Another fun fact: Leone was recommended to cast the lean, little-regarded young American actor Eastwood as his recurring hero, when Leone originally wanted Henry Fonda or James Coburn. Anyway, by the time THE GOOD, THE BAD AND THE UGLY rolled around in 1967, Eastwood's stardom was assured, and so was Vietnam-era cynicism and weariness that upped the violence quotient. Some people consider TGTBATU to be not just the best Sergio Leone-Eastwood collaboration but the best western of all time.

There's no solid continuity with the earlier DOLLARS and its followup FOR A FEW DOLLARS MORE, but Eastwood is the same guy, an opportunistic gunman in Civil-War-era Texas, who has a routine worked out, rather unwillingly, with grubby Mexican bandit Tucco (Eli Wallach). No Name, a bounty hunter, turns in Tucco again and again for reward money, then rescues Tucco from hanging at the very last second. Tucco finally rebels and nearly kills No Name, but both of them hear different clues from a dying soldier as to the hiding place of a fortune in Union Army payment gold.

Tucco and No Name flee for sanctuary to Tucco's priest-brother (who gets berated by Tucco for going into the easy religion business instead of scheming/robbing for a living, like real men; the movie seems to agree with this), and the two proceed on their treasure hunt. But after the "good" and the "ugly" is the "bad," a truly sadistic outlaw named Angel Eyes (Lee Van Cleef, who, rather confusingly, played a different gunslinger character in FOR A FEW DOLLARS MORE). The private war between the trio is ultimately surrounded and engulfed by the background conflict of the Civil War, in which Angel Eyes has somehow attained a Union Sergeant rank.

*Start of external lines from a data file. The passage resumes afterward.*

// Allow unsafe code in ECS - necessary for type-erased chunk storage
#![allow(unsafe_code)]
#![allow(missing_docs)]
#![allow(clippy::missing_errors_doc)]
#![allow(clippy::missing_panics_doc)]
#![allow(clippy::missing_safety_doc)]
#![allow(clippy::module_name_repetitions)]
#![allow(clippy::missing_fields_in_debug)]
#![allow(clippy::cast_ptr_alignment)]
#![allow(clippy::float_cmp)]

//! chunkflow ECS - archetype/chunk entity store
//!
//! Storage side of the chunkflow job pipeline.
//!
//! # Key Concepts
//!
//! - **Entity**: a generational handle `(index, generation)`
//! - **Component**: plain data registered with the world, stored column-wise
//! - **Archetype**: entities with the same component set and the same shared
//!   (meta) entities
//! - **Chunk**: a fixed-capacity block of rows inside an archetype, with a
//!   last-written timestamp per component
//! - **Filter**: `all`/`any`/`none` component lists, shared constraints and
//!   an optional change constraint
//!
//! # Example
//!
//! ```
//! use chunkflow_ecs::{EntityType, Filter, World};
//!
//! #[derive(Default)]
//! struct Position(f32);
//!
//! let mut world = World::new();
//! let pos = world.register::<Position>();
//! let slices = world.allocate(&EntityType::new(&[pos]), 3).unwrap();
//! world.slice_mut::<Position>(&slices[0]).unwrap()[0].0 = 1.0;
//!
//! let filter = Filter::builder(&world).all::<Position>().build();
//! assert_eq!(world.matching_chunks(&filter).len(), 1);
//! ```

mod archetype;
mod chunk;
mod component;
mod config;
mod entity;
mod error;
mod filter;
mod storage;
mod world;

pub use archetype::{Archetype, ArchetypeId, ArchetypeStorage, ComponentSet, EntityType, SharedSet};
pub use chunk::{Chunk, ChunkSlice};
pub use component::{Component, ComponentId, ComponentInfo, ComponentRegistry};
pub use config::{DEFAULT_CHUNK_BYTES, WorldConfig};
pub use entity::{Entity, EntityIndex, Generation};
pub use error::{EcsError, EcsResult};
pub use filter::{ChangedSince, Filter, FilterBuilder};
pub use storage::Column;
pub use world::{EntityLocation, World};

/// Prelude for convenient imports
pub mod prelude {
    pub use crate::{Component, Entity, EntityType, Filter, World};
}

And yes, for those keeping score, this Italian western follows Hollywood's GONE WITH THE WIND lead in giving the Confederates a little more admirable qualities than the Yankees, although when the Man With No Name participates in a suicidal attack on a bridge that's only of passing strategic importance, even he is shocked by the mass-slaughter and waste of life on both sides, a message not lost on 1967 Johnson-era audiences. With Mideast and Afghani wars now the only jobs currently hiring, it may be ignored by 2011 audiences, jamming on young Eastwood as a super-cool western action-icon, wry wit and rueful humor, the masterful widescreen cinematography, suspenseful showdowns, and Ennio Morricone's superb score. Best western ever made? Hard to say, given the many candidates, but this one puts up a good fight. (4 out of 4 stars)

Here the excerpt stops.